(WORK TASK)
List each line of the data that holds the string "keys".

───── THE DATA ─────

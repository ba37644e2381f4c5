//! Read-through settings access with cache invalidation on write.

use std::sync::Arc;

use serde_json::Value;
use tracing::info;

use clinic_cache::SettingsCache;
use clinic_core::error::AppError;
use clinic_database::repositories::SettingRepository;
use clinic_entity::setting::{Setting, keys};

use crate::context::RequestContext;

/// Reads and writes runtime settings.
#[derive(Debug, Clone)]
pub struct SettingsService {
    repo: Arc<SettingRepository>,
    cache: SettingsCache,
}

/// Type check applied before a known setting is written.
fn validate_known(key: &str, value: &Value) -> Result<(), AppError> {
    let ok = match key {
        keys::BLOCK_ON_HOLIDAYS => value.is_boolean(),
        keys::MAX_PENDING_PER_PATIENT => value.as_i64().is_some_and(|n| n >= 1),
        _ => true,
    };
    if ok {
        Ok(())
    } else {
        Err(AppError::invalid_field(
            "value",
            format!("Invalid value for setting '{key}'"),
        ))
    }
}

impl SettingsService {
    /// Creates a new settings service.
    pub fn new(repo: Arc<SettingRepository>, cache: SettingsCache) -> Self {
        Self { repo, cache }
    }

    /// Raw JSON value of `key`, through the cache.
    pub async fn get(&self, key: &str) -> Result<Option<Value>, AppError> {
        let repo = Arc::clone(&self.repo);
        let owned = key.to_string();
        self.cache
            .get_default(key, move || async move {
                Ok::<_, AppError>(repo.find(&owned).await?.map(|s| s.value))
            })
            .await
    }

    /// Boolean setting, `default` when missing or not a boolean.
    pub async fn get_bool(&self, key: &str, default: bool) -> Result<bool, AppError> {
        Ok(self
            .get(key)
            .await?
            .and_then(|v| v.as_bool())
            .unwrap_or(default))
    }

    /// Integer setting, `default` when missing or not an integer.
    pub async fn get_i64(&self, key: &str, default: i64) -> Result<i64, AppError> {
        Ok(self
            .get(key)
            .await?
            .and_then(|v| v.as_i64())
            .unwrap_or(default))
    }

    /// Every setting, read straight from the table.
    pub async fn list(&self) -> Result<Vec<Setting>, AppError> {
        self.repo.find_all().await
    }

    /// Write a setting and drop its cached value.
    pub async fn update(
        &self,
        ctx: &RequestContext,
        key: &str,
        value: Value,
    ) -> Result<Setting, AppError> {
        validate_known(key, &value)?;
        let setting = self.repo.upsert(key, &value, ctx.user_id).await?;
        self.cache.invalidate(key).await?;

        info!(key, admin_id = %ctx.user_id, "Setting updated");
        Ok(setting)
    }
}

#[cfg(test)]
mod tests {
    use super::*;
    use serde_json::json;

    #[test]
    fn test_known_settings_are_type_checked() {
        assert!(validate_known(keys::BLOCK_ON_HOLIDAYS, &json!(false)).is_ok());
        assert!(validate_known(keys::BLOCK_ON_HOLIDAYS, &json!("yes")).is_err());
        assert!(validate_known(keys::MAX_PENDING_PER_PATIENT, &json!(5)).is_ok());
        assert!(validate_known(keys::MAX_PENDING_PER_PATIENT, &json!(0)).is_err());
        assert!(validate_known("ui.banner", &json!({"text": "hi"})).is_ok());
    }
}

─────

(TASK OUTPUT)
use clinic_entity::setting::{Setting, keys};
        keys::BLOCK_ON_HOLIDAYS => value.is_boolean(),
        keys::MAX_PENDING_PER_PATIENT => value.as_i64().is_some_and(|n| n >= 1),
        assert!(validate_known(keys::BLOCK_ON_HOLIDAYS, &json!(false)).is_ok());
        assert!(validate_known(keys::BLOCK_ON_HOLIDAYS, &json!("yes")).is_err());
        assert!(validate_known(keys::MAX_PENDING_PER_PATIENT, &json!(5)).is_ok());
        assert!(validate_known(keys::MAX_PENDING_PER_PATIENT, &json!(0)).is_err());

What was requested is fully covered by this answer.